Deux citoyens pygmées, capturés par les rebelles ADF le vendredi 6 février dans la zone d’Abulembi Sud, ont été retrouvés morts ce lundi. Les victimes revenaient de la chasse lorsqu’elles ont croisé les assaillants près d’autres otages bantous, à proximité de la localité d’Apakola, dans le village de Bwanasura/Otomabere, à environ 4 km de la RN4 Komanda-Luna.
Selon un rescapé, les rebelles auraient voulu utiliser ces pygmées comme pisteurs. Leur refus aurait conduit à leur exécution. Leurs corps ont été découverts et ramenés au centre commercial de Bwanasura/Otomabere, où l’émotion était vive parmi les proches et les habitants.
La douleur a été particulièrement forte pour la famille du professeur Dunga, dont la veuve a tenté de mettre fin à ses jours en apprenant la mort de son mari et de son petit frère, Mapimbo. Elle a été sauvée in extremis par des membres de la communauté.

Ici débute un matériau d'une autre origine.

//! Operations of the EPS motherboard.
//!
//! Every function builds an [`Operation`] without touching the bus. Argument
//! checks happen here, so a rejected call never reaches the engine.
//!
//! Four byte responses carry the value in the upper word, two byte responses
//! in the whole word. An upper word of `0xFFFF` means the command did not run.

use crate::{
    protocol::{
        self as proto, EpsCommand as Cmd, FirmwareError, PcmMask, PdmChannel, PdmTimerLimit,
        WatchdogPeriod, PDM_STATE_MASK,
    },
    telemetry::EpsChannel,
    transaction::{Dialect, Operation, Reply, Request, Response, SENTINEL},
};
use std::time::Duration;

pub const DEFAULT_ADDRESS: u8 = 0x2B;
pub const DEFAULT_TIMEOUT: Duration = Duration::from_millis(100);

fn error_code(response: &Response) -> u16 {
    (response.long() >> 16) as u16
}

pub static DIALECT: Dialect = Dialect {
    last_error: Cmd::GetLastError.descriptor(),
    error_code,
};

fn upper_word(response: &Response) -> Reply<u16> {
    Reply::from_word(error_code(response))
}

fn word(response: &Response) -> Reply<u16> {
    Reply::from_word(response.word())
}

fn status_byte(response: &Response) -> Reply<u8> {
    upper_word(response).map(|_| ((response.long() & 0x007F_0000) >> 16) as u8)
}

fn pdm_states(response: &Response) -> Reply<u32> {
    upper_word(response).map(|_| response.long() & PDM_STATE_MASK)
}

fn last_error_code(response: &Response) -> Reply<FirmwareError> {
    Reply::Value(FirmwareError::from(error_code(response)))
}

fn query<T>(command: Cmd, decode: fn(&Response) -> Reply<T>) -> Operation<T> {
    Operation::new(Request::new(command.descriptor()), decode)
}

fn command(command: Cmd) -> Operation<()> {
    Operation::write_only(Request::new(command.descriptor()))
}

fn pdm_command(command: Cmd, channel: u8) -> Result<Operation<()>, proto::Error> {
    let channel = PdmChannel::try_from(channel)?;
    Ok(Operation::write_only(Request::with_param(
        command.descriptor(),
        *channel,
    )))
}

fn pdm_query(command: Cmd, channel: u8) -> Result<Operation<u16>, proto::Error> {
    let channel = PdmChannel::try_from(channel)?;
    Ok(Operation::new(
        Request::with_param(command.descriptor(), *channel),
        word,
    ))
}

/// Status flags in the low seven bits.
pub fn board_status() -> Operation<u8> {
    query(Cmd::GetBoardStatus, status_byte)
}

/// Reads the cause of the most recent failure without naming a command.
///
/// Never treated as a sentinel, whatever the board answers.
pub fn last_error() -> Operation<FirmwareError> {
    query(Cmd::GetLastError, last_error_code)
}

pub fn version() -> Operation<u16> {
    query(Cmd::GetVersion, upper_word)
}

pub fn checksum() -> Operation<u16> {
    query(Cmd::GetChecksum, upper_word)
}

/// Raw ADC word of one telemetry channel.
pub fn telemetry(channel: EpsChannel) -> Operation<u16> {
    Operation::new(
        Request::with_word(Cmd::GetTelemetry.descriptor(), channel.register()),
        word,
    )
}

/// Watchdog period in minutes.
pub fn watchdog_period() -> Operation<u16> {
    query(Cmd::GetWatchdogPeriod, word)
}

pub fn set_watchdog_period(minutes: u8) -> Result<Operation<()>, proto::Error> {
    let period = WatchdogPeriod::try_from(minutes)?;
    Ok(Operation::write_only(Request::with_param(
        Cmd::SetWatchdogPeriod.descriptor(),
        *period,
    )))
}

pub fn reset_watchdog() -> Operation<()> {
    command(Cmd::ResetWatchdog)
}

pub fn brown_out_resets() -> Operation<u16> {
    query(Cmd::GetBrownOutResets, upper_word)
}

pub fn auto_software_resets() -> Operation<u16> {
    query(Cmd::GetAutoSoftwareResets, upper_word)
}

pub fn manual_resets() -> Operation<u16> {
    query(Cmd::GetManualResets, upper_word)
}

pub fn watchdog_resets() -> Operation<u16> {
    query(Cmd::GetWatchdogResets, word)
}

pub fn switch_all_pdm_on() -> Operation<()> {
    command(Cmd::SwitchOnAllPdm)
}

pub fn switch_all_pdm_off() -> Operation<()> {
    command(Cmd::SwitchOffAllPdm)
}

/// Switch bits as measured, see [`proto::pdm_state_is_on`].
pub fn all_pdm_actual_state() -> Operation<u32> {
    query(Cmd::GetAllPdmActualState, pdm_states)
}

pub fn all_pdm_expected_state() -> Operation<u32> {
    query(Cmd::GetAllPdmExpectedState, pdm_states)
}

pub fn all_pdm_initial_state() -> Operation<u32> {
    query(Cmd::GetAllPdmInitialState, pdm_states)
}

pub fn set_all_pdm_to_initial_state() -> Operation<()> {
    command(Cmd::SetAllPdmToInitialState)
}

pub fn switch_pdm_on(channel: u8) -> Result<Operation<()>, proto::Error> {
    pdm_command(Cmd::SwitchPdmOn, channel)
}

pub fn switch_pdm_off(channel: u8) -> Result<Operation<()>, proto::Error> {
    pdm_command(Cmd::SwitchPdmOff, channel)
}

pub fn set_pdm_initial_state_on(channel: u8) -> Result<Operation<()>, proto::Error> {
    pdm_command(Cmd::SetPdmInitialStateOn, channel)
}

pub fn set_pdm_initial_state_off(channel: u8) -> Result<Operation<()>, proto::Error> {
    pdm_command(Cmd::SetPdmInitialStateOff, channel)
}

/// `1` when the switch is on. Failures name opcode 0x54 when escalated.
pub fn pdm_actual_status(channel: u8) -> Result<Operation<u16>, proto::Error> {
    pdm_query(Cmd::GetPdmActualStatus, channel)
}

pub fn set_pdm_timer_limit(channel: u8, limit: u8) -> Result<Operation<()>, proto::Error> {
    let packed = PdmTimerLimit::new(channel, limit)?;
    Ok(Operation::write_only(Request::with_word(
        Cmd::SetPdmTimerLimit.descriptor(),
        packed.encode(),
    )))
}

pub fn pdm_timer_limit(channel: u8) -> Result<Operation<u16>, proto::Error> {
    pdm_query(Cmd::GetPdmTimerLimit, channel)
}

/// Elapsed on-time in 30 second periods.
pub fn pdm_timer_value(channel: u8) -> Result<Operation<u16>, proto::Error> {
    pdm_query(Cmd::GetPdmTimerValue, channel)
}

pub fn reset_pcm(mask: u8) -> Result<Operation<()>, proto::Error> {
    let mask = PcmMask::try_from(mask)?;
    Ok(Operation::write_only(Request::with_param(
        Cmd::PcmReset.descriptor(),
        *mask,
    )))
}

/// The board resets itself and sends nothing back.
pub fn manual_reset() -> Operation<()> {
    command(Cmd::ManualReset)
}

/// Whether an upper word marks a command that did not run.
pub fn is_sentinel(response: &Response) -> bool {
    error_code(response) == SENTINEL
}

S’exprimant sur cette tragédie, Christophe Munyanderu, coordonnateur de la Convention pour le Respect des Droits Humains (CRDH) en territoire d’Irumu, a condamné ces violences et formulé des recommandations :
« Nous demandons à la coalition militaire FARDC-UPDF de renforcer la traque contre l’ennemi dans les zones rurales. Nous émettons également le vœu de voir le commandant suprême s’impliquer directement pour mettre fin au phénomène ADF, qui perdure depuis trop longtemps dans les territoires de Beni et Lubero au Nord-Kivu, ainsi qu’à Irumu et Mambasa en Ituri. »
La CRDH appelle à une mobilisation accrue des forces de défense et à une solidarité communautaire pour soutenir les familles endeuillées et restaurer la sécurité dans ces zones meurtries par l’insécurité.